# VB Script to Run a Batch File and Utilize a Text File



## ncktravis (Aug 10, 2012)

Backround: I am a college student majoring in Information Technology with a focus in programming. I also work for my school's IT department as an IT associate. I have 4 years of experience dealing with hardware and software and have studied Net+ and A+ certification books.

Problem: At my school my boss, the IT Director, wants to schedule a batch file to run weekly that will delete items from the desktop and folders of the "Student" account on all of the student computers. He asked us associates to go around to every student computer with this batch file on a thumb drive and schedule the task. Seems simple enough right? The problem is we are talking upwards of 300 computers throughout the campus. I proposed a solution to him where we would use a script that would essentially consult a text document with the names of all of the student computers in it, then run the file.

I am 99% this can be done, I just have a very small amount of programming experience. If anyone has an answer or knows of an easier way to accomplish this I appreciate it. Thanks in advance. 

EDIT: All student workstations are running Windows XP SP2


----------



## Ent (Apr 11, 2009)

By the sound of it it could be done; the question is whether it's the best way of doing it.
1: How do you propose to get these computers to execute the VBS? Taking it round on a flash drive isn't a great improvement .


Other questions about your scheme: 
Why use both batch and VBS instead of just one or the other? (worst case scenario VBS can simply execute each of the shell commands in the batch file.)
How involved do you want to be in writing the script?


----------



## ncktravis (Aug 10, 2012)

I'm almost certain there is an automated way to get this job done, like you said perhaps using a batch file or script isn't the best way and Bill Gates has an easier way to do it built into MS Server. 

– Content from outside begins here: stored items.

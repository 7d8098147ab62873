//! Tests for parser API types and utilities

use crate::*;
use std::time::Duration;

fn range(start: usize, end: usize, line_start: usize, line_end: usize) -> SourceRange {
    SourceRange::new(start, end, line_start, line_end)
}

fn sample_outline() -> SymbolOutline {
    let mut outline = SymbolOutline::new("Shapes.kt", "kotlin");
    outline.package = Some("com.example".to_string());
    outline.add_symbol(Symbol::new("Shape", "Shape", SymbolKind::Class, range(0, 200, 1, 20)));
    outline.add_symbol(
        Symbol::new("area", "Shape.area", SymbolKind::Function, range(20, 60, 2, 4))
            .with_parent("Shape", 1),
    );
    outline.add_symbol(
        Symbol::new("Circle", "Shape.Circle", SymbolKind::Class, range(70, 190, 6, 19))
            .with_parent("Shape", 1),
    );
    outline.add_symbol(
        Symbol::new("PI", "Shape.Circle.PI", SymbolKind::Property, range(90, 110, 7, 7))
            .with_parent("Shape.Circle", 2)
            .with_modifiers(vec![Modifier::Const]),
    );
    outline.add_symbol(Symbol::new("main", "main", SymbolKind::Function, range(210, 240, 22, 24)));
    outline
}

#[test]
fn test_outline_new() {
    let outline = SymbolOutline::new("Main.kt", "kotlin");

    assert_eq!(outline.file_id, "Main.kt");
    assert_eq!(outline.language, "kotlin");
    assert!(outline.package.is_none());
    assert!(outline.is_empty());
    assert_eq!(outline.imports.len(), 0);
}

#[test]
fn test_outline_queries() {
    let outline = sample_outline();

    assert_eq!(outline.len(), 5);
    assert_eq!(outline.roots().count(), 2);
    assert_eq!(
        outline.children("Shape").map(|s| s.name.as_str()).collect::<Vec<_>>(),
        vec!["area", "Circle"]
    );
    assert_eq!(outline.get("Shape.Circle.PI").map(|s| s.depth), Some(2));
    assert_eq!(outline.constants().count(), 1);
    assert_eq!(outline.by_kind(&SymbolKind::Function).count(), 2);
    assert!(outline.get("Circle").is_none());
}

#[test]
fn test_outline_qualified_name() {
    let outline = sample_outline();
    let pi = outline.get("Shape.Circle.PI").unwrap();
    assert_eq!(outline.qualified_name(pi), "com.example.Shape.Circle.PI");
}

#[test]
fn test_outline_tree() {
    let outline = sample_outline();
    let tree = outline.tree();

    assert_eq!(tree.len(), 2);
    assert_eq!(tree[0].symbol.name, "Shape");
    assert_eq!(tree[0].children.len(), 2);
    assert_eq!(tree[0].children[1].children[0].symbol.name, "PI");
    assert!(tree[1].children.is_empty());
}

#[test]
fn test_outline_serde_roundtrip() {
    let outline = sample_outline();
    let json = serde_json::to_string(&outline).unwrap();
    let back: SymbolOutline = serde_json::from_str(&json).unwrap();
    assert_eq!(back, outline);
}

#[test]
fn test_import_builder() {
    let import = Import::new("java.util.List", range(0, 21, 1, 1)).with_alias("JList");
    assert_eq!(import.bound_name(), Some("JList"));

    let plain = Import::new("kotlinx.coroutines.launch", range(0, 10, 1, 1));
    assert_eq!(plain.bound_name(), Some("launch"));

    let wildcard = Import::new("java.util", range(0, 10, 1, 1)).wildcard();
    assert!(wildcard.is_wildcard);
    assert_eq!(wildcard.bound_name(), None);
}

#[test]
fn test_parse_error_categories() {
    let lex = ParseError::Lex {
        text: "#".to_string(),
        range: range(4, 5, 1, 1),
    };
    let unexpected = ParseError::unexpected("declaration", "`=`", range(8, 9, 2, 2));
    let warning = ParseError::warning("Conflicting visibility modifiers", range(0, 7, 1, 1));
    let too_large = ParseError::FileTooLarge { size: 20, max: 10 };

    assert_eq!(lex.category(), ErrorCategory::Lex);
    assert_eq!(unexpected.category(), ErrorCategory::Parse);
    assert!(warning.is_warning());
    assert_eq!(too_large.range(), None);
    assert_eq!(
        unexpected.to_string(),
        "Expected declaration, found `=` at line 2 (8..9)"
    );
}

#[test]
fn test_parse_output_error_split() {
    let output = ParseOutput::new(
        SymbolOutline::new("A.kt", "kotlin"),
        vec![ParseError::warning("Repeated modifier `open`", range(0, 4, 1, 1))],
    );
    assert!(!output.has_errors());
    assert_eq!(output.warnings().count(), 1);

    let (outline, errors) = output.into_parts();
    assert_eq!(outline.file_id, "A.kt");
    assert_eq!(errors.len(), 1);
}

#[test]
fn test_batch_output_totals() {
    let mut first = ParseOutput::new(sample_outline(), Vec::new());
    first.parse_time = Duration::from_millis(4);
    let mut second = ParseOutput::new(
        SymbolOutline::new("Broken.kt", "kotlin"),
        vec![ParseError::UnbalancedBrace {
            range: range(0, 1, 1, 1),
        }],
    );
    second.parse_time = Duration::from_millis(2);

    let batch = BatchOutput::from_outputs(vec![first, second]);
    assert_eq!(batch.total_files(), 2);
    assert_eq!(batch.total_symbols, 5);
    assert_eq!(batch.total_errors, 1);
    assert_eq!(batch.files_with_errors().count(), 1);
    assert_eq!(batch.avg_parse_time(), Duration::from_millis(3));
}

#[test]
fn test_parser_metrics() {
    let mut metrics = ParserMetrics::default();

    assert_eq!(metrics.files_attempted, 0);
    assert_eq!(metrics.clean_rate(), 0.0);

    metrics.record(true, Duration::from_millis(10), 12, 0);
    metrics.record(true, Duration::from_millis(10), 8, 1);
    metrics.record(false, Duration::from_millis(10), 0, 3);
    metrics.record(true, Duration::from_millis(10), 4, 0);

    assert_eq!(metrics.files_attempted, 4);
    assert_eq!(metrics.files_with_errors, 1);
    assert_eq!(metrics.clean_rate(), 0.75);
    assert_eq!(metrics.total_symbols, 24);
    assert_eq!(metrics.avg_symbols_per_file(), 6.0);
    assert_eq!(metrics.avg_parse_time(), Duration::from_millis(10));

    let mut total = ParserMetrics::default();
    total.merge(&metrics);
    total.merge(&metrics);
    assert_eq!(total.files_attempted, 8);
    assert_eq!(total.total_errors, 8);
}
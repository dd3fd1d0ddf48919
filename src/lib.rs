//! Poll voting for the Robot Wranglers site.
//!
//! The server side is [`voting::TallyService`] over the `poll_votes` table in
//! [`db`], exposed by [`handlers::router`] at `/poll-api`. The browser side is
//! modelled in [`client`], with the periodic refresh in [`tasks`].

pub mod client;
pub mod config;
pub mod db;
pub mod error;
pub mod handlers;
pub mod models;
pub mod tasks;
pub mod voting;
use crate::client::widget::PollWidget;
use log::{info, warn};
use std::sync::Arc;
use std::time::Duration;
use tokio::task::JoinHandle;
use tokio::time::{MissedTickBehavior, interval};

/// Re-fetches tallies every `period`, whether or not this device has voted,
/// so the bars follow other voters. The first fetch happens immediately.
pub async fn refresh_tallies_task(widget: Arc<PollWidget>, period: Duration) {
    info!(
        "Refreshing '{}' tallies every {:?}",
        widget.poll().name,
        period
    );
    let mut interval = interval(period);
    interval.set_missed_tick_behavior(MissedTickBehavior::Delay);

    loop {
        interval.tick().await;
        if let Err(e) = widget.refresh().await {
            // Keep the old numbers on screen and try again next tick.
            warn!("Tally refresh failed: {}", e);
        }
    }
}

pub fn spawn_refresh_task(widget: Arc<PollWidget>, period: Duration) -> JoinHandle<()> {
    tokio::spawn(refresh_tallies_task(widget, period))
}
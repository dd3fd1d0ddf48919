use async_trait::async_trait;
use reqwest::{Client, Response};
use std::time::Duration;

use super::TallyBackend;
use crate::error::ClientError;
use crate::models::{ErrorBody, Tallies, VoteRequest, VoteResponse};

pub struct HttpTallyBackend {
    client: Client,
    api_url: String,
}

impl HttpTallyBackend {
    pub fn new(api_url: impl Into<String>, timeout: Duration) -> Result<Self, ClientError> {
        let client = Client::builder().timeout(timeout).build()?;
        Ok(Self {
            client,
            api_url: api_url.into(),
        })
    }
}

#[async_trait]
impl TallyBackend for HttpTallyBackend {
    async fn fetch_tallies(&self, poll_name: &str) -> Result<Tallies, ClientError> {
        let response = self
            .client
            .get(&self.api_url)
            .query(&[("poll", poll_name)])
            .send()
            .await
            .map_err(classify)?;

        let response = ensure_success(response).await?;
        response.json::<Tallies>().await.map_err(classify)
    }

    async fn submit_vote(&self, poll_name: &str, option: &str) -> Result<VoteResponse, ClientError> {
        let response = self
            .client
            .post(&self.api_url)
            .json(&VoteRequest::new(poll_name, option))
            .send()
            .await
            .map_err(classify)?;

        let response = ensure_success(response).await?;
        response.json::<VoteResponse>().await.map_err(classify)
    }
}

fn classify(e: reqwest::Error) -> ClientError {
    if e.is_timeout() {
        ClientError::Timeout
    } else {
        ClientError::NetworkFailure(e)
    }
}

async fn ensure_success(response: Response) -> Result<Response, ClientError> {
    let status = response.status();
    if status.is_success() {
        return Ok(response);
    }

    let text = response.text().await.unwrap_or_default();
    let message = serde_json::from_str::<ErrorBody>(&text)
        .map(|body| body.error)
        .unwrap_or(text);

    Err(ClientError::Rejected {
        status: status.as_u16(),
        message,
    })
}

I've been searching through countless web sites and trying to research and the conclusion I came to is a VBS may be the least painstaking way of going about this. I actually just recently came upon a thread on another site where someone was looking to shutdown every computer on their domain with a few clicks using a shutdown batch. Similar situation, just a different end result. We already have the simple batch file, I wasn't sure if it could just be edited to run on all of the workstations named in a text file or if I would have to use a VBS for that. As far as how involved I'd like to get in writing this script, I've done simple programming, and this is a simple objective. So I'm hoping it won't have to be too involved, but I'm not afraid to get my hands dirty so to speak.


----------



## ckphilli (Apr 29, 2006)

If all user accounts are named 'student' and all are XP...why not write the bat to execute from any machine on the network with proper credentials...like so (as an example)...

del \\computer1\c$\documents and settings\student\desktop\*.*
del \\computer2\c$\documents and settings\student\desktop\*.*
del \\computer3\c$\documents and settings\student\desktop\*.*

...

And then schedule it.

Of course this assumes that the 300 are on the same network and that you have the proper credentials. Obviously, you'll want to test...


----------



## Ent (Apr 11, 2009)

It's impossible to give specific advice without knowing how the network is actually set up. 
I would imagine that students are in a specific group for security policies et cetera, and I would therefore imagine that you could ignore the whole text file stage and just put some extra lines on the end of the logon script that I imagine members of said group already run. 

Incidentally, I love writing scripts and programs, but in the real world there can be a time when it's genuinely not worth it. In terms of time alone the time taken to design, test, and deploy an automated solution could be longer than getting a bunch of guys to wander round the school with USB sticks. In terms of experience writing software would do you a lot more good than plugging in flash drives, which is why it probably is in your interest to get your hands dirty.


----------



## ncktravis (Aug 10, 2012)

@Chris I think that should do it, I didn't even think of that. Of course it will have to be run with administrative credentials, which I have. Every computer is connected to the same network, and doing it that way I can easily exclude staff computers.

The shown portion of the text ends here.